Medically reviewed by Dr Kristy June Dinampo.
Well, let’s talk stage, not age, shall we?
Beyond the birth risks that may accompany getting pregnant in your later thirties and forties, there’s really no target age for getting pregnant so much as there is a preferred situation that you should consider reaching before doing so.
Having and raising children is both exhausting and expensive. You don’t even know what “tired” means until a newborn relies on you.
For your answer, you’d have to consider your priorities.
While there are increased risks associated with pregnancies in women’s later years, with the right care and proactive measures, many babies are successfully born to older mothers. Though fertility issues can arise at any age, fertility begins to significantly decline at the age of 35, so your best opportunity to get pregnant will be any time prior to turning this age.
That being said, if you put off having kids until you’re close to this age, then, as an older mother, you are more likely to have established a fulfilling career to which you can easily return after a (probably paid) maternity leave.
Also, after spending some time at the side lines, watching your friends and family members raise children first, you may find yourself more well-informed and better prepared when it comes to handling potential pregnancy symptoms, infertility, and, eventually, toddler tantrums!
However, chasing after toddlers is quite the work-out, so perhaps you’d prefer to be as young and peppy as possible when your children reach that age.
Some people prefer to get their youth out of their system before they “settle down and have kids”, while others would prefer to be closer in age to their offspring, re-produce as early as possible, and have time to return to the bars way before their favorite songs begin to disappear from the juke box.
It would all depend on how you envision your future.

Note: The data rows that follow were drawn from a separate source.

//! Descriptor handling: language detection and CWL parameter templates.

use std::{fmt, path::Path, str::FromStr};

use serde_json::{json, Map, Value as Json};
use serde_yaml::Value as Yaml;

use crate::error::Error;

static FILE_PLACEHOLDER: &str = "/tmp/fill_me_in.txt";
static DIRECTORY_PLACEHOLDER: &str = "/tmp/fill_me_in";
static STRING_PLACEHOLDER: &str = "fill me in";

/// Workflow language of a descriptor.
#[derive(Debug, Clone, Copy, PartialEq, Eq)]
pub enum DescriptorType {
    Cwl,
    Wdl,
}

impl DescriptorType {
    /// Infers the language from a file extension (`.cwl`, `.wdl`).
    pub fn from_path(path: &Path) -> Option<Self> {
        match path.extension()?.to_str()?.to_ascii_lowercase().as_str() {
            "cwl" => Some(Self::Cwl),
            "wdl" => Some(Self::Wdl),
            _ => None,
        }
    }

    /// Descriptor type segment used in GA4GH TRS URLs.
    pub fn trs_name(&self) -> &'static str {
        match self {
            Self::Cwl => "CWL",
            Self::Wdl => "WDL",
        }
    }
}

impl fmt::Display for DescriptorType {
    fn fmt(&self, f: &mut fmt::Formatter<'_>) -> fmt::Result {
        match self {
            Self::Cwl => f.write_str("cwl"),
            Self::Wdl => f.write_str("wdl"),
        }
    }
}

impl FromStr for DescriptorType {
    type Err = Error;

    fn from_str(s: &str) -> Result<Self, Self::Err> {
        match s.to_ascii_lowercase().as_str() {
            "cwl" => Ok(Self::Cwl),
            "wdl" => Ok(Self::Wdl),
            other => Err(Error::ClientError(format!(
                "Unknown descriptor type {other:?}, expected cwl or wdl"
            ))),
        }
    }
}

/// Builds a parameter template from the `inputs` of a CWL descriptor.
///
/// Every input gets a placeholder value of its declared type. Inputs may be given
/// as a map keyed by id or as a list of objects with an `id` field, and ids may
/// carry a leading `#`.
///
/// # Arguments
/// - `content` - CWL descriptor text, YAML or JSON
///
/// # Returns
/// - `Ok(Json)` - An object mapping each input id to a placeholder value
/// - `Err(Error::CommandError)` - The document is not a CWL tool or workflow
/// - `Err(Error::YamlError)` - The document is not valid YAML
pub fn cwl_parameter_template(content: &str) -> Result<Json, Error> {
    let document: Yaml = serde_yaml::from_str(content)?;

    if document.get("cwlVersion").is_none() {
        return Err(Error::CommandError(
            "Descriptor is not a CWL document, cwlVersion is missing".to_string(),
        ));
    }

    let mut template = Map::new();

    match document.get("inputs") {
        None | Some(Yaml::Null) => {}
        Some(Yaml::Mapping(inputs)) => {
            for (id, input) in inputs {
                let Some(id) = id.as_str() else { continue };
                template.insert(strip_id(id), placeholder_for_input(input));
            }
        }
        Some(Yaml::Sequence(inputs)) => {
            for input in inputs {
                let Some(id) = input.get("id").and_then(Yaml::as_str) else {
                    return Err(Error::CommandError(
                        "CWL input is missing an id".to_string(),
                    ));
                };
                template.insert(strip_id(id), placeholder_for_input(input));
            }
        }
        Some(_) => {
            return Err(Error::CommandError(
                "CWL inputs must be a map or a list".to_string(),
            ))
        }
    }

    Ok(Json::Object(template))
}

fn strip_id(id: &str) -> String {
    let id = id.trim_start_matches('#');
    // Packed documents qualify ids as `main/input`
    id.rsplit('/').next().unwrap_or(id).to_string()
}

fn placeholder_for_input(input: &Yaml) -> Json {
    match input {
        // Shorthand `name: string`
        Yaml::String(_) => placeholder_for_type(input),
        _ => input
            .get("type")
            .map(placeholder_for_type)
            .unwrap_or(Json::Null),
    }
}

fn placeholder_for_type(cwl_type: &Yaml) -> Json {
    match cwl_type {
        Yaml::String(name) => placeholder_for_type_name(name),
        // Union such as ["null", "File"]; the first non-null member decides
        Yaml::Sequence(members) => members
            .iter()
            .find(|member| member.as_str() != Some("null"))
            .map(placeholder_for_type)
            .unwrap_or(Json::Null),
        Yaml::Mapping(_) => match cwl_type.get("type").and_then(Yaml::as_str) {
            Some("array") => {
                let item = cwl_type
                    .get("items")
                    .map(placeholder_for_type)
                    .unwrap_or(Json::Null);
                json!([item])
            }
            Some("enum") => cwl_type
                .get("symbols")
                .and_then(|symbols| symbols.get(0))
                .and_then(Yaml::as_str)
                .map(|symbol| Json::String(strip_id(symbol)))
                .unwrap_or(Json::Null),
            Some("record") => Json::Object(Map::new()),
            _ => Json::Null,
        },
        _ => Json::Null,
    }
}

fn placeholder_for_type_name(name: &str) -> Json {
    if let Some(item) = name.strip_suffix("[]") {
        return json!([placeholder_for_type_name(item)]);
    }
    let name = name.strip_suffix('?').unwrap_or(name);

    match name {
        "File" => json!({ "class": "File", "path": FILE_PLACEHOLDER }),
        "Directory" => json!({ "class": "Directory", "path": DIRECTORY_PLACEHOLDER }),
        "string" => json!(STRING_PLACEHOLDER),
        "int" | "long" => json!(0),
        "float" | "double" => json!(0.0),
        "boolean" => json!(false),
        _ => Json::Null,
    }
}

If you haven’t yet achieved an impressive level of education, and you have the opportunity to do so first, I’d go that route for the time being and save having children for later in your life. Think long-term. It’s this sort of education that will enhance your ability to land a source of income that will support your children. Plus, you might as well put yourself first now because once you have kids, that whole concept is out the window!
If you are in your early 20’s, married early, have a stable income that can support children, and you and your partner are both mentally and physically ready to make the jump, then why not?
If you’re looking for a general recommended target age range, all things considered, I’d shoot for anywhere between 20-35. It’s within this range that you’ve likely finished schooling and got some fun out of your system.
You’re more likely to be married or in a committed relationship that can successfully support children. Your pregnancy would also not qualify as geriatric. You’re also presumably mature and responsible enough to care for children, having probably lived on your own for some time now and having learned from the mistakes you made as a teenager.
At the very least, just make sure you have your own youth out of your system before you go supporting someone else’s.